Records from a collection
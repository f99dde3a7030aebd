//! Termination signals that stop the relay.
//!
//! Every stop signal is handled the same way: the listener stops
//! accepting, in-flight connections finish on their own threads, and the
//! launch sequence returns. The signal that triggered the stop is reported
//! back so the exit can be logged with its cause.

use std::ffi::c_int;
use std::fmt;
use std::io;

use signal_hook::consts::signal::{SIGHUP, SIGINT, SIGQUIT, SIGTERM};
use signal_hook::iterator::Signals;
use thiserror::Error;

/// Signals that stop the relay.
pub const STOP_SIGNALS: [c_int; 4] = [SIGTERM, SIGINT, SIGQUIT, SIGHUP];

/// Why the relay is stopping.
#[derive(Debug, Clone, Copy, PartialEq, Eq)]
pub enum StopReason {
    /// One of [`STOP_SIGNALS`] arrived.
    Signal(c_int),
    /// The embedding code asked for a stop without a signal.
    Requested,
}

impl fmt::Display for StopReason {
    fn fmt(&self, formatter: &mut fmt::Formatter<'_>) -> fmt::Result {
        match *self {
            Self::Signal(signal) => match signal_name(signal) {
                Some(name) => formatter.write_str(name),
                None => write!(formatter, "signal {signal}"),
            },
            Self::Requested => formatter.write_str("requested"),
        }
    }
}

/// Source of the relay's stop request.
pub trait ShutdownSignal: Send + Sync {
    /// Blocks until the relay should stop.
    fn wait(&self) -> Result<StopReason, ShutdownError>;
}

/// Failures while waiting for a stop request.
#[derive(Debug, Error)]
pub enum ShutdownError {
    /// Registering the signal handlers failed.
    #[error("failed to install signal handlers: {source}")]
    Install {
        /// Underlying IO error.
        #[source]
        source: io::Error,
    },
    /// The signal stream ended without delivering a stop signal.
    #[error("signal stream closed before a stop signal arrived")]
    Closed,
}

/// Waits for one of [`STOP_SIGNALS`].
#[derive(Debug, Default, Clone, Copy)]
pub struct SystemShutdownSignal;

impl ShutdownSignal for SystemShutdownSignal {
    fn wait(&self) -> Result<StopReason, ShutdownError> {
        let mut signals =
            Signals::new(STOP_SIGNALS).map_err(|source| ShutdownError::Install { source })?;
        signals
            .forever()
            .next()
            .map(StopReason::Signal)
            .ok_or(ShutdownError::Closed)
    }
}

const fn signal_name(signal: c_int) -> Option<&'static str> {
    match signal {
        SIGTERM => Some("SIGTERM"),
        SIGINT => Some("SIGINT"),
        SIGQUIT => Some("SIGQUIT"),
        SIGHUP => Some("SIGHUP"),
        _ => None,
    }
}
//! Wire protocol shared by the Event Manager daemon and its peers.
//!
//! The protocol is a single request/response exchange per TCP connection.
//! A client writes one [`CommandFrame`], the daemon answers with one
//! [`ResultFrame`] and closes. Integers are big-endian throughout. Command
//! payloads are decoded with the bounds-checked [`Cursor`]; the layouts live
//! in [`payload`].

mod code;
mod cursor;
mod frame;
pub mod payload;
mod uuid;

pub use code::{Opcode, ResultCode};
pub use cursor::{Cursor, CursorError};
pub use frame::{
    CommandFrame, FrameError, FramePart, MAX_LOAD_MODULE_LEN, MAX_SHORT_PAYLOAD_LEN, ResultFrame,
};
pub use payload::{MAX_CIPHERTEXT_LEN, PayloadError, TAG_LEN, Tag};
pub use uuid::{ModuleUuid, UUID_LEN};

# EXERCISE
If a line in the records above includes the string "StopReason", copy it.

# SOLUTION TO THIS TASK
pub enum StopReason {
impl fmt::Display for StopReason {
    fn wait(&self) -> Result<StopReason, ShutdownError>;
    fn wait(&self) -> Result<StopReason, ShutdownError> {
            .map(StopReason::Signal)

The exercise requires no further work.